* **Problem to solve**
The lines from the top of the records below through the one containing "synchronous file API" are to be transcribed exactly, and nothing else is to be added.

* **Provided material**
════════════════════
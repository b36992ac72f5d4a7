//! Capability modules installed into every engine at startup
//!
//! A capability is a named initializer that receives the fresh context and may
//! define globals or register built-in modules for `require`. The standard set:
//!
//! - `console`: console API routed to tracing under the `rivet::script` target
//! - `timers`: setTimeout/setInterval and queueMicrotask
//! - `web`: URL, TextEncoder/TextDecoder, structuredClone
//! - `fetch`: blocking `fetch` driven by the engine event loop
//! - `process`: `process` global and built-in
//! - `path`: POSIX path helpers over virtual paths
//! - `fs`: synchronous file API over the engine's [`VirtualFs`]

mod console;
mod fs;
mod path;
mod process;
mod web;

pub use console::ScriptLogger;

use super::{ModuleLoader, RuntimeError, RuntimeResult, TaskScheduler};
use crate::fs::VirtualFs;
use boa_engine::{Context, JsError, JsValue, js_string};
use std::{fmt, rc::Rc, sync::Arc};
use thiserror::Error;

/// Errors raised by a capability initializer
#[derive(Error, Debug)]
pub enum CapabilityError {
    #[error("{0}")]
    Js(String),

    #[error("{0}")]
    Message(String),
}

impl From<JsError> for CapabilityError {
    fn from(err: JsError) -> Self {
        CapabilityError::Js(err.to_string())
    }
}

/// What an initializer may touch while an engine is being built
pub struct CapabilityConfig<'a> {
    pub context: &'a mut Context,
    pub fs: &'a Arc<dyn VirtualFs>,
    pub base_path: &'a str,
    pub version: &'a str,
    pub engine_id: u64,
    pub loader: &'a Rc<ModuleLoader>,
    /// Queue of the engine being built; clones may be moved to other threads
    pub scheduler: &'a TaskScheduler,
}

impl CapabilityConfig<'_> {
    /// Make `value` the result of `require(name)` and `require('node:' + name)`
    pub fn provide_module(&self, name: &str, value: impl Into<JsValue>) {
        self.loader.provide(name, value.into());
    }

    pub fn set_global(
        &mut self,
        name: &str,
        value: impl Into<JsValue>,
    ) -> Result<(), CapabilityError> {
        let global = self.context.global_object();
        global.set(js_string!(name), value.into(), false, self.context)?;
        Ok(())
    }
}

pub type CapabilityInit =
    Arc<dyn Fn(&mut CapabilityConfig<'_>) -> Result<(), CapabilityError> + Send + Sync>;

/// Ordered list of capability initializers
#[derive(Clone, Default)]
pub struct CapabilitySet {
    entries: Vec<(String, CapabilityInit)>,
}

impl CapabilitySet {
    /// An empty set: engines get a bare ECMAScript context
    pub fn new() -> Self {
        Self::default()
    }

    pub fn standard() -> Self {
        Self::new()
            .with("console", console::install)
            .with("timers", web::install_timers)
            .with("web", web::install_web)
            .with("fetch", web::install_fetch)
            .with("process", process::install)
            .with("path", path::install)
            .with("fs", fs::install)
    }

    pub fn with<F>(mut self, name: &str, init: F) -> Self
    where
        F: Fn(&mut CapabilityConfig<'_>) -> Result<(), CapabilityError> + Send + Sync + 'static,
    {
        self.register(name, init);
        self
    }

    /// Add an initializer, replacing any earlier one with the same name
    pub fn register<F>(&mut self, name: &str, init: F)
    where
        F: Fn(&mut CapabilityConfig<'_>) -> Result<(), CapabilityError> + Send + Sync + 'static,
    {
        let init: CapabilityInit = Arc::new(init);
        match self.entries.iter_mut().find(|(existing, _)| existing == name) {
            Some(entry) => entry.1 = init,
            None => self.entries.push((name.to_string(), init)),
        }
    }

    pub fn without(mut self, name: &str) -> Self {
        self.entries.retain(|(existing, _)| existing != name);
        self
    }

    pub fn names(&self) -> impl Iterator<Item = &str> {
        self.entries.iter().map(|(name, _)| name.as_str())
    }

    /// Run every initializer in order, stopping at the first failure
    pub fn install(&self, config: &mut CapabilityConfig<'_>) -> RuntimeResult<()> {
        for (name, init) in &self.entries {
            init(config).map_err(|err| RuntimeError::Capability {
                name: name.clone(),
                message: err.to_string(),
            })?;
        }
        Ok(())
    }
}

impl fmt::Debug for CapabilitySet {
    fn fmt(&self, f: &mut fmt::Formatter<'_>) -> fmt::Result {
        f.debug_list().entries(self.names()).finish()
    }
}

#[cfg(test)]
mod tests {
    use super::*;
    use crate::fs::MemoryFs;
    use crate::runtime::{EngineSetup, ScriptEngine};

    #[test]
    fn test_standard_set_order() {
        let set = CapabilitySet::standard();
        let names: Vec<&str> = set.names().collect::<Vec<_>>();
        assert_eq!(
            names,
            ["console", "timers", "web", "fetch", "process", "path", "fs"]
        );
    }

    #[test]
    fn test_register_replaces_and_without_removes() {
        let set = CapabilitySet::standard()
            .with("fs", |_config| Ok(()))
            .without("fetch");
        let names: Vec<&str> = set.names().collect();
        assert_eq!(names, ["console", "timers", "web", "process", "path", "fs"]);
    }

    #[test]
    fn test_custom_capability_is_visible_to_scripts() {
        let fs: Arc<dyn VirtualFs> = Arc::new(MemoryFs::new());
        let capabilities = CapabilitySet::new().with("site", |config| {
            let name = js_string!("docs");
            config.provide_module("site", name.clone());
            config.set_global("SITE", name)
        });
        let engine = ScriptEngine::spawn(EngineSetup::new(fs).capabilities(capabilities)).unwrap();
        let same = engine
            .call_blocking(|scope| {
                let global = scope.eval("SITE")?;
                let loader = scope.loader().clone();
                let module = loader.require("node:site", "/", scope.context_mut())?;
                Ok(JsValue::strict_equals(&global, &module))
            })
            .unwrap();
        assert!(same);
    }

    #[test]
    fn test_capability_schedules_onto_its_engine() {
        let fs: Arc<dyn VirtualFs> = Arc::new(MemoryFs::new());
        let kept: Arc<parking_lot::Mutex<Option<TaskScheduler>>> = Arc::default();
        let slot = kept.clone();
        let capabilities = CapabilitySet::new().with("relay", move |config| {
            *slot.lock() = Some(config.scheduler.clone());
            config.set_global("hits", 0)
        });
        let engine = ScriptEngine::spawn(EngineSetup::new(fs).capabilities(capabilities)).unwrap();

        let scheduler = kept.lock().take().unwrap();
        assert_eq!(scheduler.engine_id(), engine.id());
        assert_eq!(
            engine.scheduler().map(|s| s.engine_id()),
            Some(engine.id())
        );

        let (tx, rx) = std::sync::mpsc::channel();
        std::thread::spawn(move || {
            for _ in 0..3 {
                scheduler
                    .schedule(|scope| {
                        scope.eval("hits += 1").unwrap();
                    })
                    .unwrap();
            }
            scheduler
                .schedule(move |scope| {
                    let hits = scope.eval("hits").unwrap().as_number();
                    tx.send(hits).unwrap();
                })
                .unwrap();
        })
        .join()
        .unwrap();

        let hits = rx.recv_timeout(std::time::Duration::from_secs(5)).unwrap();
        assert_eq!(hits, Some(3.0));
    }
}
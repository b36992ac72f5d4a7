//! rivet - a frontend server that runs per-route JavaScript handlers
//!
//! rivet combines:
//! - Boa: ECMAScript engine written in Rust, one engine per worker thread
//! - boa_runtime: WebAPI support (console, timers, fetch, URL, etc.)
//! - engine pools with session affinity, keyed by filesystem and site version
//! - axum: HTTP surface with file-based routing

pub mod cli;
pub mod dispatch;
pub mod fs;
pub mod pool;
pub mod runtime;
pub mod server;

// Re-export commonly used types
pub use dispatch::{DispatchConfig, DispatchError, Dispatcher, Route};
pub use pool::{EnginePool, PoolKey, PoolRegistry};
pub use runtime::{RuntimeError, RuntimeResult, ScriptEngine};
pub use server::{Server, ServerConfig, ServerError, ServerResult};
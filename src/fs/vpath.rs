//! POSIX path helpers for virtual paths
//!
//! Virtual paths are always absolute. `..` at the root stays at the root, so a
//! script can never name a file outside the filesystem it was given.

/// Normalize a virtual path: resolves `.` and `..`, collapses separators and
/// always returns an absolute path without a trailing slash.
pub fn clean(path: &str) -> String {
    let mut parts: Vec<&str> = Vec::with_capacity(path.matches('/').count() + 1);

    for part in path.split('/') {
        match part {
            "" | "." => continue,
            ".." => {
                parts.pop();
            }
            _ => parts.push(part),
        }
    }

    let mut result = String::with_capacity(path.len() + 1);
    for part in &parts {
        result.push('/');
        result.push_str(part);
    }

    if result.is_empty() {
        result.push('/');
    }
    result
}

/// Resolve `path` against `base`. Absolute paths ignore the base.
pub fn join(base: &str, path: &str) -> String {
    if path.starts_with('/') {
        return clean(path);
    }
    let mut joined = String::with_capacity(base.len() + path.len() + 1);
    joined.push_str(base);
    joined.push('/');
    joined.push_str(path);
    clean(&joined)
}

/// Parent directory of a virtual path (`/` for top-level entries)
pub fn dirname(path: &str) -> String {
    let cleaned = clean(path);
    match cleaned.rfind('/') {
        Some(0) | None => "/".to_string(),
        Some(idx) => cleaned[..idx].to_string(),
    }
}

/// Last path component
pub fn basename(path: &str) -> &str {
    let trimmed = path.trim_end_matches('/');
    match trimmed.rfind('/') {
        Some(idx) => &trimmed[idx + 1..],
        None => trimmed,
    }
}

/// Extension of the last component including the dot, or an empty string
pub fn extname(path: &str) -> &str {
    let base = basename(path);
    match base.rfind('.') {
        Some(0) | None => "",
        Some(idx) => &base[idx..],
    }
}

/// Host-relative form of a virtual path (no leading slash)
pub fn relative(path: &str) -> String {
    clean(path).trim_start_matches('/').to_string()
}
════════════════════
* **The completed task**
repository b36992ac72f5d4a7
//! Capability modules installed into every engine at startup
//!
//! A capability is a named initializer that receives the fresh context and may
//! define globals or register built-in modules for `require`. The standard set:
//!
//! - `console`: console API routed to tracing under the `rivet::script` target
//! - `timers`: setTimeout/setInterval and queueMicrotask
//! - `web`: URL, TextEncoder/TextDecoder, structuredClone
//! - `fetch`: blocking `fetch` driven by the engine event loop
//! - `process`: `process` global and built-in
//! - `path`: POSIX path helpers over virtual paths
//! - `fs`: synchronous file API over the engine's [`VirtualFs`]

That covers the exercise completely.